For the purposes of this exercise, let’s assume that this dataset is periodically updated on the official data portal. Every month you need to generate a new report (an html file) with some plots showing the relevant summary statistics.
Dataset Quality Validation
The first thing we need to do is read the data into memory from nycopendata.

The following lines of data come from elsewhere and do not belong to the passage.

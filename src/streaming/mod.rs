//! Real-time audio output for the playback queue.
//!
//! Provides a rodio-backed [`OutputQueue`](crate::OutputQueue)
//! implementation. Each enqueued pool buffer plays as its own source; when
//! its samples are exhausted the buffer moves back to the scheduler through
//! the completion callback, which keeps the refill cycle going without the
//! core owning any threads.

pub mod audio_device;

pub use audio_device::RodioQueue;
//! Buffer-queue playback core for tracker module audio.
//!
//! Streams decoded audio frames into a small fixed pool of playback buffers
//! consumed by an asynchronous audio output device. Buffers are primed before
//! playback starts, handed to the device, refilled from the device's
//! completion callback, and retired on end-of-stream or stop. Position and
//! time updates are deduplicated before reaching the UI-facing notification
//! sink, and a single finished event fires once the device confirms its halt.
//!
//! The crate owns the queue lifecycle only. The decoder, the output device,
//! and the notification sink are collaborators supplied through traits:
//! - [`FrameDecoder`] - pull-based source of fixed-size PCM chunks plus
//!   position/time/loop metadata
//! - [`OutputQueue`] - asynchronous playback device that invokes
//!   [`QueueCallbacks`] per finished buffer and on halt
//! - [`NotificationSink`] - receiver of position/time/finished events
//!
//! # Crate feature flags
//! - `streaming` (opt-in): rodio-backed [`RodioQueue`] output device
//!   (enables optional `rodio` dep)
//!
//! # Quick start
//! ```ignore
//! use modqueue::{QueuePlayer, RodioQueue};
//! use std::sync::Arc;
//!
//! let (stream, handle) = rodio::OutputStream::try_default().unwrap();
//! let queue = Arc::new(RodioQueue::new(&handle).unwrap());
//! let player = QueuePlayer::new(decoder, queue, sink, 50_000).unwrap();
//! player.play().unwrap();
//! // the device refills buffers from its callback thread until the
//! // decoder is exhausted; the sink then receives a single on_finished()
//! ```

#![warn(missing_docs)]

pub mod buffer;
pub mod decoder;
pub mod device;
pub mod format;
pub mod notify;
pub mod scheduler;
pub mod source;
pub mod state;
#[cfg(feature = "streaming")]
pub mod streaming; // Audio Output & Streaming

/// Error types for playback queue operations
#[derive(thiserror::Error, Debug)]
pub enum PlaybackError {
    /// Buffer pool or state allocation failed
    #[error("Allocation error: {0}")]
    Allocation(String),

    /// The decoder reported a non-exhaustion failure
    #[error("Decode error: {0}")]
    Decode(String),

    /// The decoder has no more material (normal exhaustion or detected loop)
    #[error("End of stream")]
    EndOfStream,

    /// An enqueue/stop call to the output device failed
    #[error("Audio device error: {0}")]
    Device(String),

    /// Invalid configuration or API misuse
    #[error("Invalid configuration: {0}")]
    Config(String),
}

/// Result type for playback queue operations
pub type Result<T> = std::result::Result<T, PlaybackError>;

// Public API exports
pub use buffer::{QueueBuffer, BUFFER_COUNT};
pub use decoder::{DecodedFrame, FrameDecoder, Pull};
pub use device::{OutputQueue, QueueCallbacks};
pub use format::PcmFormat;
pub use notify::{NotificationGate, NotificationSink};
pub use scheduler::QueuePlayer;
pub use source::{FillOutcome, FrameSource};
pub use state::PlayerState;
#[cfg(feature = "streaming")]
pub use streaming::RodioQueue;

address_type | agency | agency_name | bbl | borough | bridge_highway_direction | bridge_highway_name | bridge_highway_segment | city | closed_date | ... | park_facility_name | resolution_action_updated_date | resolution_description | road_ramp | status | street_name | taxi_pick_up_location | unique_key | x_coordinate_state_plane | y_coordinate_state_plane | |
---|---|---|---|---|---|---|---|---|---|---|---|---|---|---|---|---|---|---|---|---|---|
0 | ADDRESS | NYPD | New York City Police Department | 1004470036 | MANHATTAN | NaN | NaN | NaN | NEW YORK | 2018-12-01T02:06:00 | ... | Unspecified | 2018-12-01T02:06:00 | The Police Department responded to the complai... | NaN | Closed | EAST 5 STREET | NaN | 41069627 | 987601 | 203900 |
1 | ADDRESS | NYPD | New York City Police Department | 3011630076 | BROOKLYN | NaN | NaN | NaN | BROOKLYN | 2018-12-01T04:45:58 | ... | Unspecified | 2018-12-01T04:45:58 | The Police Department responded to the complai... | NaN | Closed | PARK PLACE | NaN | 41069628 | 995811 | 185024 |
2 | ADDRESS | NYPD | New York City Police Department | 2046730075 | BRONX | NaN | NaN | NaN | BRONX | 2018-12-01T11:49:18 | ... | Unspecified | 2018-12-01T11:49:18 | The Police Department issued a summons in resp... | NaN | Closed | EAST 215 STREET | NaN | 41069671 | 1022979 | 259673 |
3 rows × 38 columns
Simple enough! We can see that each row in this dataset is a service request record containing metadata about different aspects of the request, like which borough the call came from, and which agency responded to the call.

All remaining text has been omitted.